Ich glaube Peking wollte, dass die Nato und insbesondere die USA sich in Europa verheddern, um dann Taiwan relativ einfach ins chinesische Reich eingliedern zu können.
Zu sehr hätte sich wohl der chinesische Drache gefreut, wenn die USA sich auf Europa konzentrieren müssten. Das würde Taiwans Position schwächen. Auch in China ist die demographische Situation (und damit die wirtschaftliche!) so, dass ein Angriff auf Taiwan in den nächsten Jahren erfolgen müsste, solange man noch in einer Position der Stärke ist.
Jetzt sehen die vor ihren Augen die Russen ausbluten, ohne dass die Amerikaner ebenso ausbluten. Europa wird - so der langfristige Trend - in zehn Jahren sowieso keine US-Unterstützung zur Verteidigung mehr brauchen. Dafür hat ja der "Putinschock" jetzt gesorgt. Ergo haben die USA mit jedem Jahr das jetzt vergeht mehr Kapazitäten frei, um sich auf Taiwan zu konzentrieren.

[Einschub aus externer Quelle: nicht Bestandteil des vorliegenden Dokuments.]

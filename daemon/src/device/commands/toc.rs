//! Disc layout commands: READ TOC/PMA/ATIP, READ SUBCHANNEL,
//! READ DISC INFORMATION, READ TRACK INFORMATION, READ DISC STRUCTURE.

use tracing::debug;

use opticd_common::scsi::{asc_ascq, cdb_get_u16, cdb_get_u32, sense_key};

use super::super::disc_structures;
use super::super::features::Profile;
use super::super::kernel_io::CommandIo;
use super::super::Device;
use super::read_sector_data;
use crate::image::msf::{self, bcd_to_hex, lba_to_msf};
use crate::image::SectorType;

/// Append a (H)MSF or LBA address as a big-endian u32
fn push_address(data: &mut Vec<u8>, address: i32, time: bool) {
    if time {
        let (m, s, f) = lba_to_msf(address, true);
        data.extend_from_slice(&[0, m, s, f]);
    } else {
        data.extend_from_slice(&(address as u32).to_be_bytes());
    }
}

/// READ TOC/PMA/ATIP
pub(super) fn command_read_toc_pma_atip(
    dev: &mut Device,
    io: &mut CommandIo<'_>,
    cdb: &[u8; 12],
) -> bool {
    let time = cdb[1] & 0x02 != 0;
    let mut format = cdb[2] & 0x0F;
    let number = cdb[6];
    let allocation_len = cdb_get_u16(cdb, 7) as usize;
    let control = cdb[9];

    if !dev.loaded() {
        dev.write_sense(io, sense_key::NOT_READY, asc_ascq::MEDIUM_NOT_PRESENT);
        return false;
    }

    let is_dvdrom = dev.features.current_profile() == Profile::DvdRom;
    if is_dvdrom && format != 0x00 && format != 0x01 {
        debug!(target: "opticd::mmc", format, "invalid TOC format for DVD-ROM");
        dev.write_sense(io, sense_key::ILLEGAL_REQUEST, asc_ascq::INVALID_FIELD_IN_CDB);
        return false;
    }

    // Ancient INF-8020 compatibility: hosts encode the format in the
    // control byte
    if format == 0 {
        if control == 0x40 {
            debug!(target: "opticd::mmc", "INF-8020 control byte mapping to format 0x01");
            format = 0x01;
        } else if control == 0x80 {
            debug!(target: "opticd::mmc", "INF-8020 control byte mapping to format 0x02");
            format = 0x02;
        }
    }

    let data = match format {
        0x00 => toc_formatted(dev, io, number, time),
        0x01 => toc_multisession(dev, io, time),
        0x02 => toc_raw(dev, io, number),
        0x04 => Some(toc_atip(dev)),
        0x05 => toc_cdtext(dev, io),
        other => {
            debug!(target: "opticd::mmc", format = other, "TOC format not supported");
            dev.write_sense(io, sense_key::ILLEGAL_REQUEST, asc_ascq::INVALID_FIELD_IN_CDB);
            None
        }
    };

    let Some(data) = data else {
        return false;
    };

    dev.stage(&data);
    dev.write_buffer(io, allocation_len);
    true
}

/// Format 0x00: formatted TOC
fn toc_formatted(
    dev: &mut Device,
    io: &mut CommandIo<'_>,
    number: u8,
    time: bool,
) -> Option<Vec<u8>> {
    let disc = dev.disc.as_ref().unwrap();

    let Some(last_track) = disc.track_by_index(-1) else {
        debug!(target: "opticd::mmc", "no track found on disc");
        dev.write_sense(io, sense_key::ILLEGAL_REQUEST, asc_ascq::INVALID_FIELD_IN_CDB);
        return None;
    };
    let last_track_number = last_track.number();

    if number != 0xAA && number as i32 > last_track_number {
        debug!(
            target: "opticd::mmc",
            number,
            last = last_track_number,
            "starting track exceeds last track"
        );
        dev.write_sense(io, sense_key::ILLEGAL_REQUEST, asc_ascq::INVALID_FIELD_IN_CDB);
        return None;
    }

    let mut data = vec![0u8; 4];

    // Track descriptors, lead-out excluded when a specific start is given
    if number != 0xAA {
        for session in disc.sessions() {
            for track in session.tracks() {
                if track.number() < number as i32 {
                    continue;
                }
                data.push(0);
                data.push((track.adr() << 4) | track.ctl());
                data.push(track.number() as u8);
                data.push(0);
                push_address(&mut data, track.start_sector() + track.track_start(), time);
            }
        }
    }

    // Lead-out of the last session as track 0xAA
    let last_session = disc.session_by_index(-1).unwrap();
    data.push(0);
    data.push(0x10);
    data.push(0xAA);
    data.push(0);
    push_address(&mut data, last_session.leadout_start(), time);

    let length = (data.len() - 2) as u16;
    data[0..2].copy_from_slice(&length.to_be_bytes());
    data[2] = 0x01;
    data[3] = last_track_number as u8;
    Some(data)
}

/// Format 0x01: multisession information
fn toc_multisession(dev: &mut Device, io: &mut CommandIo<'_>, time: bool) -> Option<Vec<u8>> {
    let disc = dev.disc.as_ref().unwrap();

    let Some(last_session) = disc.session_by_index(-1) else {
        debug!(target: "opticd::mmc", "no session found on disc");
        dev.write_sense(io, sense_key::ILLEGAL_REQUEST, asc_ascq::INVALID_FIELD_IN_CDB);
        return None;
    };
    let Some(first_track) = last_session.track_by_index(0) else {
        debug!(target: "opticd::mmc", "no track in last session");
        dev.write_sense(io, sense_key::ILLEGAL_REQUEST, asc_ascq::INVALID_FIELD_IN_CDB);
        return None;
    };

    let mut data = vec![0u8; 4];
    data[2] = 0x01;
    data[3] = last_session.session_number() as u8;

    data.push(0);
    data.push((first_track.adr() << 4) | first_track.ctl());
    data.push(first_track.number() as u8);
    data.push(0);
    push_address(&mut data, first_track.start_sector() + first_track.track_start(), time);

    let length = (data.len() - 2) as u16;
    data[0..2].copy_from_slice(&length.to_be_bytes());
    Some(data)
}

fn raw_toc_descriptor(
    session_number: u8,
    adr_ctl: u8,
    point: u8,
    msf: (u8, u8, u8),
    zero: u8,
    pmsf: (u8, u8, u8),
) -> [u8; 11] {
    [
        session_number,
        adr_ctl,
        0,
        point,
        msf.0,
        msf.1,
        msf.2,
        zero,
        pmsf.0,
        pmsf.1,
        pmsf.2,
    ]
}

/// Format 0x02: raw TOC
fn toc_raw(dev: &mut Device, io: &mut CommandIo<'_>, number: u8) -> Option<Vec<u8>> {
    let disc = dev.disc.as_ref().unwrap();
    let num_sessions = disc.number_of_sessions();

    let Some(last_session) = disc.session_by_index(-1) else {
        debug!(target: "opticd::mmc", "no session found on disc");
        dev.write_sense(io, sense_key::ILLEGAL_REQUEST, asc_ascq::INVALID_FIELD_IN_CDB);
        return None;
    };
    let last_session_number = last_session.session_number();

    let mut data = vec![0u8; 4];

    for session in disc.sessions() {
        let session_number = session.session_number();
        if session_number < number as i32 {
            continue;
        }
        let sn = session_number as u8;

        let (Some(first_track), Some(last_track)) =
            (session.track_by_index(0), session.track_by_index(-1))
        else {
            continue;
        };

        // A0: first track number and session type
        data.extend_from_slice(&raw_toc_descriptor(
            sn,
            (first_track.adr() << 4) | first_track.ctl(),
            0xA0,
            (0, 0, 0),
            0,
            (first_track.number() as u8, session.session_type().disc_type_byte(), 0),
        ));

        // A1: last track number
        data.extend_from_slice(&raw_toc_descriptor(
            sn,
            (last_track.adr() << 4) | last_track.ctl(),
            0xA1,
            (0, 0, 0),
            0,
            (last_track.number() as u8, 0, 0),
        ));

        // A2: lead-out start
        let leadout_start = session.leadout_start();
        data.extend_from_slice(&raw_toc_descriptor(
            sn,
            0x10,
            0xA2,
            (0, 0, 0),
            0,
            lba_to_msf(leadout_start, true),
        ));

        // One descriptor per track
        for track in session.tracks() {
            data.extend_from_slice(&raw_toc_descriptor(
                sn,
                (track.adr() << 4) | track.ctl(),
                track.number() as u8,
                (0, 0, 0),
                0,
                lba_to_msf(track.start_sector() + track.track_start(), true),
            ));
        }

        // Multisession discs carry B0 (and C0 for the first session)
        // mode-5 descriptors
        if num_sessions > 1 {
            debug!(target: "opticd::mmc", session = session_number, "emitting B0 descriptor");

            let b0_msf = if session_number < last_session_number {
                lba_to_msf(leadout_start + session.leadout_length(), true)
            } else {
                // Last session: disc is closed
                (0xFF, 0xFF, 0xFF)
            };
            let mode5_entries = if session_number == 1 { 2 } else { 1 };

            // The PMIN/PSEC/PFRAME pattern marks the maximum capacity of
            // an 80-minute disc
            data.extend_from_slice(&raw_toc_descriptor(
                sn,
                0x50,
                0xB0,
                b0_msf,
                mode5_entries,
                (0x4F, 0x3B, 0x47),
            ));

            if session_number == 1 {
                debug!(target: "opticd::mmc", "emitting C0 descriptor");
                data.extend_from_slice(&raw_toc_descriptor(
                    sn,
                    0x50,
                    0xC0,
                    (0, 0, 0),
                    0,
                    (0x95, 0x00, 0x00),
                ));
            }
        }
    }

    let length = (data.len() - 2) as u16;
    data[0..2].copy_from_slice(&length.to_be_bytes());
    data[2] = 0x01;
    data[3] = last_session_number as u8;
    Some(data)
}

/// Format 0x04: ATIP, fabricated for recordable media only
fn toc_atip(dev: &mut Device) -> Vec<u8> {
    let mut data = vec![0u8; 4];

    if dev.recordable_disc {
        let mut descriptor = [0u8; 24];
        descriptor[0] = 0xC4; // valid bit, indicative target writing power
        descriptor[2] = 0x80
            | ((dev.rewritable_disc as u8) << 6) // disc type: CD-R / CD-RW
            | (0x3 << 3); // disc subtype
        // Lead-in start, as observed on a real CD-R
        descriptor[4] = 0x61;
        descriptor[5] = 0x22;
        descriptor[6] = 0x17;
        // Last possible lead-out follows the medium capacity
        let (m, s, f) = lba_to_msf(dev.medium_capacity - 2, false);
        descriptor[8] = m;
        descriptor[9] = s;
        descriptor[10] = f;
        data.extend_from_slice(&descriptor);
    }

    let length = (data.len() - 2) as u16;
    data[0..2].copy_from_slice(&length.to_be_bytes());
    data
}

/// Format 0x05: CD-TEXT from the first session
fn toc_cdtext(dev: &mut Device, io: &mut CommandIo<'_>) -> Option<Vec<u8>> {
    let disc = dev.disc.as_ref().unwrap();
    let Some(session) = disc.session_by_index(0) else {
        debug!(target: "opticd::mmc", "no session found on disc");
        dev.write_sense(io, sense_key::ILLEGAL_REQUEST, asc_ascq::INVALID_FIELD_IN_CDB);
        return None;
    };

    let mut data = vec![0u8; 4];
    if let Some(cdtext) = session.cdtext_data() {
        debug!(target: "opticd::mmc", length = cdtext.len(), "CD-TEXT data");
        data.extend_from_slice(cdtext);
    } else {
        debug!(target: "opticd::mmc", "no CD-TEXT data");
    }

    let length = (data.len() - 2) as u16;
    data[0..2].copy_from_slice(&length.to_be_bytes());
    Some(data)
}

/// Read the 12 significant Q bytes of a sector
fn read_q(dev: &mut Device, address: i32) -> Option<[u8; 12]> {
    let mut sector = dev.disc.as_mut()?.get_sector(address).ok()?;
    let raw = read_sector_data(&mut sector, 0x00, 0x02);
    let mut q = [0u8; 12];
    q.copy_from_slice(&raw[..12]);
    Some(q)
}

Peking wäre es sicherlich lieber gewesen, wenn Russland da schnell durchmarschiert wäre und die Nato (damit auch die USA) massiv in Europa beschäftigt wären. Das wird nun definitiv nicht in dem Sinne der Fall sein, dass die USA keine Kapazitäten für Taiwan mehr haben. Die geschlossene Reaktion des Westens hat ebenso gezeigt, dass China mit mindestens so heftigen Sanktionen wie Russland im Falle eines Angriffskrieges rechnen müsste. Und Taiwan gegen den Willen der US-Flotte angreifen ist nochmals zehnfach schwerer als die Invasion der Ukraine - zeitgleich schließt sich das demographische Fenster Chinas, bevor interne Probleme einen Angriff praktisch unmöglich machen.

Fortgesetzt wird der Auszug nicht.